Worldwide, the prevalence of diabetes is increasing, leading to a growing global burden in health care costs and significant losses in quality of life. One debilitating condition linked to type 2 (“adult onset”) diabetes is back pain. Type 2 diabetes appears to increase the risk of back pain, which is often caused by the degeneration of intervertebral discs, the flexible shock-absorbing tissue located between rigid vertebral bones in the spine. Understanding the underlying causes of such tissue failure in diabetes is important in helping to prevent and treat symptoms.
“When we began designing this study, we recognized that there are statistical associations between diabetes and a number of different disc pathologies,” said Aaron Fields, associate professor of orthopaedic surgery at the University of California San Francisco. “So we wondered, what are the mechanisms by which type 2 diabetes affects disc biomechanical behavior?”

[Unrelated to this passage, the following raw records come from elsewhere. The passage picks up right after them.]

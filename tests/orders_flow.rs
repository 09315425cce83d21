use sportzone_api::{
    db::{create_orm_conn, create_pool},
    dto::{
        cart::AddToCartRequest,
        orders::{PlaceOrderRequest, UpdateOrderStatusRequest},
        products::{CreateProductRequest, UpdateProductRequest},
    },
    error::AppError,
    middleware::auth::AuthUser,
    models::{Category, OrderStatus, ShippingAddress},
    pricing::PricingPolicy,
    routes::params::{OrderListQuery, Pagination},
    services::{cart_service, order_service, product_service},
    state::AppState,
};
use uuid::Uuid;

// End-to-end order workflow: cart -> checkout -> status lifecycle. Every
// test creates its own users and sessions so suites can run concurrently.
async fn setup_state() -> anyhow::Result<Option<AppState>> {
    let database_url = match std::env::var("TEST_DATABASE_URL")
        .or_else(|_| std::env::var("DATABASE_URL"))
    {
        Ok(url) => url,
        Err(_) => {
            eprintln!(
                "Skipping test: set TEST_DATABASE_URL or DATABASE_URL to run order flow tests."
            );
            return Ok(None);
        }
    };

    let pool = create_pool(&database_url).await?;
    sqlx::migrate!("./migrations").run(&pool).await?;
    let orm = create_orm_conn(&database_url).await?;

    Ok(Some(AppState {
        pool,
        orm,
        pricing: PricingPolicy::default(),
    }))
}

async fn create_user(state: &AppState, role: &str) -> anyhow::Result<AuthUser> {
    let id = Uuid::new_v4();
    sqlx::query("INSERT INTO users (id, name, email, password_hash, role) VALUES ($1, $2, $3, $4, $5)")
        .bind(id)
        .bind(format!("Test {role}"))
        .bind(format!("{id}@test.example"))
        .bind("dummy")
        .bind(role)
        .execute(&state.pool)
        .await?;
    Ok(AuthUser {
        user_id: id,
        role: role.to_string(),
    })
}

async fn add_line(
    state: &AppState,
    session: &str,
    name: &str,
    price: i64,
    quantity: i32,
) -> anyhow::Result<Uuid> {
    let product_id = Uuid::new_v4();
    cart_service::add_item(
        state,
        AddToCartRequest {
            session_id: session.to_string(),
            product_id,
            name: name.into(),
            price,
            category: Category::Equipment,
            image: None,
            quantity: Some(quantity),
        },
    )
    .await?;
    Ok(product_id)
}

fn shipping_address() -> ShippingAddress {
    ShippingAddress {
        full_name: "Test Shopper".into(),
        address: "1 Arena Road".into(),
        city: "Pune".into(),
        postal_code: "411001".into(),
        phone: "9999999999".into(),
    }
}

fn place_request(session: &str) -> PlaceOrderRequest {
    PlaceOrderRequest {
        session_id: session.to_string(),
        shipping_address: shipping_address(),
        payment_method: None,
        client_total: None,
    }
}

#[tokio::test]
async fn checkout_snapshots_cart_and_reprices() -> anyhow::Result<()> {
    let Some(state) = setup_state().await? else {
        return Ok(());
    };
    let user = create_user(&state, "user").await?;
    let session = Uuid::new_v4().to_string();

    add_line(&state, &session, "Match Football", 5_000, 2).await?;
    add_line(&state, &session, "Grip Socks", 3_000, 1).await?;

    // The client total is a display hint; a wrong value must not change
    // what the server charges.
    let resp = order_service::place_order(
        &state,
        &user,
        PlaceOrderRequest {
            client_total: Some(1),
            ..place_request(&session)
        },
    )
    .await?;
    let placed = resp.data.expect("order");

    let expected = state.pricing.quote(13_000);
    assert_eq!(placed.order.status, OrderStatus::Pending);
    assert!(!placed.order.is_paid);
    assert_eq!(placed.order.subtotal, 13_000);
    assert_eq!(placed.order.total_amount, expected.total);
    assert_eq!(placed.order.payment_method, "Cash on Delivery");
    assert_eq!(placed.items.len(), 2);

    // Checkout clears the cart in the same transaction.
    let cart = cart_service::get_cart(&state, &session).await?;
    assert!(cart.data.expect("cart view").items.is_empty());

    Ok(())
}

#[tokio::test]
async fn checkout_with_empty_cart_is_rejected() -> anyhow::Result<()> {
    let Some(state) = setup_state().await? else {
        return Ok(());
    };
    let user = create_user(&state, "user").await?;
    let session = Uuid::new_v4().to_string();

    let err = order_service::place_order(&state, &user, place_request(&session))
        .await
        .expect_err("empty cart");
    assert_eq!(err.to_string(), "No items in order");

    Ok(())
}

#[tokio::test]
async fn order_snapshot_survives_catalog_edits() -> anyhow::Result<()> {
    let Some(state) = setup_state().await? else {
        return Ok(());
    };
    let admin = create_user(&state, "admin").await?;
    let user = create_user(&state, "user").await?;
    let session = Uuid::new_v4().to_string();

    let created = product_service::create_product(
        &state,
        &admin,
        CreateProductRequest {
            name: format!("Pro Bat {session}"),
            price: 9_000,
            category: Category::Equipment,
            image: None,
            description: None,
            stock: Some(10),
            is_available: None,
        },
    )
    .await?;
    let product = created.data.expect("product");

    cart_service::add_item(
        &state,
        AddToCartRequest {
            session_id: session.clone(),
            product_id: product.id,
            name: product.name.clone(),
            price: product.price,
            category: Category::Equipment,
            image: None,
            quantity: Some(1),
        },
    )
    .await?;

    let placed = order_service::place_order(&state, &user, place_request(&session))
        .await?
        .data
        .expect("order");

    // Reprice and then remove the product entirely; the order keeps its copy.
    product_service::update_product(
        &state,
        &admin,
        product.id,
        UpdateProductRequest {
            name: None,
            price: Some(1),
            category: None,
            image: None,
            description: None,
            stock: None,
            is_available: None,
        },
    )
    .await?;
    product_service::delete_product(&state, &admin, product.id).await?;

    let detail = order_service::get_order(&state, &user, placed.order.id)
        .await?
        .data
        .expect("order detail");
    assert_eq!(detail.items.len(), 1);
    assert_eq!(detail.items[0].price, 9_000);
    assert_eq!(detail.items[0].product_id, product.id);

    Ok(())
}

#[tokio::test]
async fn my_orders_returns_newest_first() -> anyhow::Result<()> {
    let Some(state) = setup_state().await? else {
        return Ok(());
    };
    let user = create_user(&state, "user").await?;

    let first_session = Uuid::new_v4().to_string();
    add_line(&state, &first_session, "Match Football", 5_000, 1).await?;
    let first = order_service::place_order(&state, &user, place_request(&first_session))
        .await?
        .data
        .expect("order");

    let second_session = Uuid::new_v4().to_string();
    add_line(&state, &second_session, "Grip Socks", 3_000, 1).await?;
    let second = order_service::place_order(&state, &user, place_request(&second_session))
        .await?
        .data
        .expect("order");

    let list = order_service::list_mine(
        &state,
        &user,
        OrderListQuery {
            pagination: Pagination {
                page: None,
                per_page: None,
            },
            status: None,
            sort_order: None,
        },
    )
    .await?
    .data
    .expect("order list");

    assert_eq!(list.items.len(), 2);
    assert_eq!(list.items[0].id, second.order.id);
    assert_eq!(list.items[1].id, first.order.id);

    Ok(())
}

#[tokio::test]
async fn order_access_is_owner_or_admin() -> anyhow::Result<()> {
    let Some(state) = setup_state().await? else {
        return Ok(());
    };
    let owner = create_user(&state, "user").await?;
    let stranger = create_user(&state, "user").await?;
    let admin = create_user(&state, "admin").await?;

    let session = Uuid::new_v4().to_string();
    add_line(&state, &session, "Match Football", 5_000, 1).await?;
    let placed = order_service::place_order(&state, &owner, place_request(&session))
        .await?
        .data
        .expect("order");

    let err = order_service::get_order(&state, &stranger, placed.order.id)
        .await
        .expect_err("stranger must not see the order");
    assert!(matches!(err, AppError::Forbidden));

    order_service::get_order(&state, &owner, placed.order.id).await?;
    order_service::get_order(&state, &admin, placed.order.id).await?;

    let err = order_service::get_order(&state, &admin, Uuid::new_v4())
        .await
        .expect_err("unknown order");
    assert!(matches!(err, AppError::NotFound));

    Ok(())
}

#[tokio::test]
async fn status_lifecycle_and_delivery_effects() -> anyhow::Result<()> {
    let Some(state) = setup_state().await? else {
        return Ok(());
    };
    let user = create_user(&state, "user").await?;
    let admin = create_user(&state, "admin").await?;

    let session = Uuid::new_v4().to_string();
    add_line(&state, &session, "Match Football", 5_000, 1).await?;
    let placed = order_service::place_order(&state, &user, place_request(&session))
        .await?
        .data
        .expect("order");
    let order_id = placed.order.id;

    // Only admins may change status.
    let err = order_service::update_status(
        &state,
        &user,
        order_id,
        UpdateOrderStatusRequest {
            status: "Processing".into(),
        },
    )
    .await
    .expect_err("non-admin");
    assert!(matches!(err, AppError::Forbidden));

    // An unknown status string changes nothing.
    let err = order_service::update_status(
        &state,
        &admin,
        order_id,
        UpdateOrderStatusRequest {
            status: "Bogus".into(),
        },
    )
    .await
    .expect_err("bogus status");
    assert_eq!(err.to_string(), "Invalid status");
    let detail = order_service::get_order(&state, &admin, order_id)
        .await?
        .data
        .expect("order detail");
    assert_eq!(detail.order.status, OrderStatus::Pending);

    // Delivery marks the order paid and stamps both timestamps.
    let updated = order_service::update_status(
        &state,
        &admin,
        order_id,
        UpdateOrderStatusRequest {
            status: "Delivered".into(),
        },
    )
    .await?
    .data
    .expect("updated order");
    assert_eq!(updated.order.status, OrderStatus::Delivered);
    assert!(updated.order.is_paid);
    let paid_at = updated.order.paid_at.expect("paid_at");
    let delivered_at = updated.order.delivered_at.expect("delivered_at");
    assert!(paid_at >= updated.order.created_at);
    assert!(delivered_at >= updated.order.created_at);

    // Delivered is terminal; regressing is a validation error.
    let err = order_service::update_status(
        &state,
        &admin,
        order_id,
        UpdateOrderStatusRequest {
            status: "Pending".into(),
        },
    )
    .await
    .expect_err("terminal state");
    assert!(matches!(err, AppError::BadRequest(_)));

    order_service::delete_order(&state, &admin, order_id).await?;
    let err = order_service::get_order(&state, &admin, order_id)
        .await
        .expect_err("deleted order");
    assert!(matches!(err, AppError::NotFound));

    Ok(())
}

To answer this question, the researchers turned to small-angle x-ray scattering (SAXS) at Advanced Light Source (ALS) Beamline 7.3.3. They compared the nanostructures of discs from diabetic rats with those from lean, age-matched control animals. A tension/compression stage in the beamline allowed the researchers to compress the discs as they were exposed to the x-ray beam.
Intervertebral discs contain collagen fibers arranged in sheets, where the fibers in one sheet are offset from the fibers in neighboring sheets by roughly ±60° angles from vertical. Healthy discs can sustain large amounts of compression with little fiber damage because the fibers in the sheets move like the crossed beams of a scissor lift—the angle between the fibers of neighboring sheets increases without stretching individual fibers.
The SAXS data showed that collagen fibers in healthy discs indeed stretch and rotate during disc compression. In contrast, the collagen in diabetic discs was stiffer, stretching and rotating less, and leading to earlier plastic, nonrecoverable damage. Biochemical analyses revealed that discs from diabetic animals had significantly higher concentrations of cross-links in the collagen fibers, effectively hindering the fibers’ ability to slide and stretch.
Taken together, the findings reveal that type 2 diabetes impairs efficient and low-energy elastic deformation mechanisms—reorientation, stretching, and straightening of collagen fibers—thereby altering whole-disc behavior and inducing the earlier onset of nonrecoverable plastic deformation.
J.L. Rosenberg, E. Schaible, A. Bostrom, A.A. Lazar, J.L. Graham, K.L. Stanhope, R.O. Ritchie, T.N. Alliston, J.C. Lotz, P.J. Havel, C. Acevedo, A.J. Fields, “Type 2 diabetes impairs annulus fibrosus fiber deformation and rotation under disc compression in the UCD-T2DM rat model,” PNAS Nexus 2, pgad363 (2023), doi:10.1093/pnasnexus/pgad363.